Positional plagiocephaly occurs when a baby is repeatedly placed to sleep in the exact same position. Premature babies are often prone to this because their medical condition often prevents them from varying their position. Babies may develop this condition in utero if they are positioned up against one of their mother's pelvic bones. Twins or other multiples are particularly prone to developing this while in utero. This is due to the relatively smaller space available to each baby. There is a good chance that the baby's head may be resting against the hard surface of one of their siblings' or their mother's bones for months of development.

There is often no identifiable cause of synostotic plagiocephaly. In some cases, this type may "run in a family." There may be a genetic basis for the disorder. Some children may have a syndrome involving other facial deformities, as well as heart, kidney, genital or other defects.

SYMPTOMS

Symptoms may include:

  • Flattened area or areas in the skull.

  • Uneven, asymmetric appearing head and/or face.

  • One eye appears to be higher than the other.

  • One ear appears to be higher or more forward than the other.

  • A bald spot, since lying in the same way may also rub off newly-grown hair.

DIAGNOSIS

This condition is usually diagnosed when a parent or caregiver notices a flat spot or feels a hard, bony ridge in the baby's skull. The caregiver may measure the baby's head in several different ways, and may also compare the placement of the baby's eyes and ears. An x-ray, CT scan, or bone scan may be done to look at the skull bones and to determine whether a skull suture has grown closed. Blood testing may be done if there is a suspicion of an underlying genetic disorder.

TREATMENT

  • More mild cases of positional plagiocephaly can be treated very simply. This can be done by placing the baby in a variety of sleep positions (although it is important to follow recommendations to only use back- and side-sleeping positions). During awake periods, when you are supervising your baby, encourage her to lie on her stomach to play. Your caregiver may decide to treat more significant cases of positional plagiocephaly by prescribing a specialized helmet or headband that will slowly and carefully re-shape the head.

  • Synostotic plagiocephaly almost always has to be corrected through an operation.
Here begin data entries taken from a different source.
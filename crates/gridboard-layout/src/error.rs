#![forbid(unsafe_code)]

//! Engine error types.
//!
//! Every variant is recoverable: a failed call leaves the registry exactly
//! as it was. Internal invariant breaches are not represented here; see
//! [`WidgetRegistry::invariant_report`](crate::registry::WidgetRegistry::invariant_report).

use std::fmt;

use serde::{Deserialize, Serialize};

use crate::occupancy::SpaceAnalysis;
use crate::widget::{WidgetId, WidgetSizeSpec, display_kind};

/// Occupancy at or above which the grid is reported as full.
pub const GRID_FULL_PERCENTAGE: f64 = 95.0;

/// Why a requested widget could not be placed.
#[derive(Debug, Clone, PartialEq, Serialize, Deserialize)]
#[serde(tag = "category", rename_all = "snake_case")]
pub enum NoSpaceCategory {
    /// Occupancy is at or above [`GRID_FULL_PERCENTAGE`].
    GridFull,
    /// Not even a single 1×1 cell is free.
    Packed,
    /// Other catalog sizes still fit.
    SizeUnavailable { alternatives: Vec<WidgetSizeSpec> },
    /// Free cells exist but none of the catalog sizes fit.
    Fragmented,
}

impl NoSpaceCategory {
    /// Classify a space analysis taken after a failed placement.
    #[must_use]
    pub fn classify(analysis: &SpaceAnalysis) -> Self {
        if analysis.occupancy_percentage >= GRID_FULL_PERCENTAGE {
            Self::GridFull
        } else if !analysis.has_any_space {
            Self::Packed
        } else if !analysis.available_sizes.is_empty() {
            Self::SizeUnavailable {
                alternatives: analysis.available_sizes.clone(),
            }
        } else {
            Self::Fragmented
        }
    }
}

/// Diagnostic attached to [`LayoutError::NoSpace`].
#[derive(Debug, Clone, PartialEq, Serialize, Deserialize)]
pub struct NoSpaceReport {
    pub kind: String,
    pub width: u16,
    pub height: u16,
    pub analysis: SpaceAnalysis,
    pub category: NoSpaceCategory,
}

impl NoSpaceReport {
    #[must_use]
    pub fn new(kind: impl Into<String>, width: u16, height: u16, analysis: SpaceAnalysis) -> Self {
        let category = NoSpaceCategory::classify(&analysis);
        Self {
            kind: kind.into(),
            width,
            height,
            analysis,
            category,
        }
    }
}

impl fmt::Display for NoSpaceReport {
    fn fmt(&self, f: &mut fmt::Formatter<'_>) -> fmt::Result {
        let kind = display_kind(&self.kind);
        let (w, h) = (self.width, self.height);
        match &self.category {
            NoSpaceCategory::GridFull => write!(
                f,
                "grid is {:.0}% full; cannot add {kind} widget ({w}×{h}), remove widgets first",
                self.analysis.occupancy_percentage
            ),
            NoSpaceCategory::Packed => write!(
                f,
                "no free cell remains; cannot add {kind} widget ({w}×{h})"
            ),
            NoSpaceCategory::SizeUnavailable { alternatives } => {
                let labels: Vec<&str> = alternatives.iter().map(|s| s.label.as_str()).collect();
                write!(
                    f,
                    "not enough space for {kind} widget ({w}×{h}); sizes that fit: {}",
                    labels.join(", ")
                )
            }
            NoSpaceCategory::Fragmented => write!(
                f,
                "cannot fit {kind} widget ({w}×{h}) in the remaining {} free cells",
                self.analysis.free_cells
            ),
        }
    }
}

/// Errors returned by registry and session operations.
#[derive(Debug, Clone, PartialEq, Serialize, Deserialize)]
#[serde(tag = "error", rename_all = "snake_case")]
pub enum LayoutError {
    /// No free rectangle of the requested size exists.
    NoSpace(Box<NoSpaceReport>),
    /// The id is not (or no longer) in the registry.
    NotFound { id: WidgetId },
    /// The widget kind is empty or not in the catalog.
    UnknownWidgetType { kind: String },
    /// The size is not in the catalog.
    UnsupportedSize { width: u16, height: u16 },
    /// Zero width or height.
    InvalidSize { width: u16, height: u16 },
    /// Drags are only accepted in edit mode.
    EditModeInactive,
    /// Another widget is already being dragged.
    DragInProgress { active: WidgetId },
    /// A drag event referenced a widget that is not being dragged.
    NoActiveDrag { id: WidgetId },
    /// The registry changed between the reset prompt and its confirmation.
    ResetConfirmationStale { expected: usize, actual: usize },
    /// The widget id space is exhausted.
    IdSpaceExhausted,
}

impl LayoutError {
    /// Whether this is the benign race between removal and a pending gesture.
    #[must_use]
    pub const fn is_not_found(&self) -> bool {
        matches!(self, Self::NotFound { .. })
    }
}

impl fmt::Display for LayoutError {
    fn fmt(&self, f: &mut fmt::Formatter<'_>) -> fmt::Result {
        match self {
            Self::NoSpace(report) => write!(f, "no space: {report}"),
            Self::NotFound { id } => write!(f, "{id} not found"),
            Self::UnknownWidgetType { kind } => write!(f, "unknown widget type {kind:?}"),
            Self::UnsupportedSize { width, height } => {
                write!(f, "widget size {width}×{height} is not in the catalog")
            }
            Self::InvalidSize { width, height } => {
                write!(f, "widget size must be positive (got {width}×{height})")
            }
            Self::EditModeInactive => write!(f, "edit mode is not active"),
            Self::DragInProgress { active } => {
                write!(f, "{active} is already being dragged")
            }
            Self::NoActiveDrag { id } => write!(f, "{id} is not being dragged"),
            Self::ResetConfirmationStale { expected, actual } => write!(
                f,
                "reset confirmation was for {expected} widgets but {actual} are placed"
            ),
            Self::IdSpaceExhausted => write!(f, "widget id space exhausted"),
        }
    }
}

impl std::error::Error for LayoutError {}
Surgery is performed in order to avoid brain damage that may occur if the growing brain does not have enough room. The brain presses up against hard, immovable skull bones. Most babies undergo surgery between the ages of 3-9 months. Depending on whether other head or facial deformities are present, further surgeries may be needed.

HOME CARE INSTRUCTIONS

  • Follow your caregiver's directions for positioning your baby for sleep and play.

  • Only use a head-shaping helmet or band if prescribed by your caregiver. Use these devices exactly as directed.

  • If your baby had surgery, care for the incision as directed.

  • Keep the incision covered when the baby is in sun. Use sun screen if directed to do so.

  • Do physical therapy exercises exactly as prescribed.

SEEK IMMEDIATE MEDICAL CARE IF:

  • Your baby develops an unexplained oral temperature above 102° F (38.9° C).

  • Your baby seems to be in increasingly severe pain.

  • Your baby seems less alert or responsive than usual.

  • Your baby will not stop crying.

  • Your baby refuses to feed.

  • Your baby is throwing up (vomiting).

  • Your baby has a seizure.

  • Your baby has had surgery and the incision develops new redness, swelling, warmth, discharge or red streaks.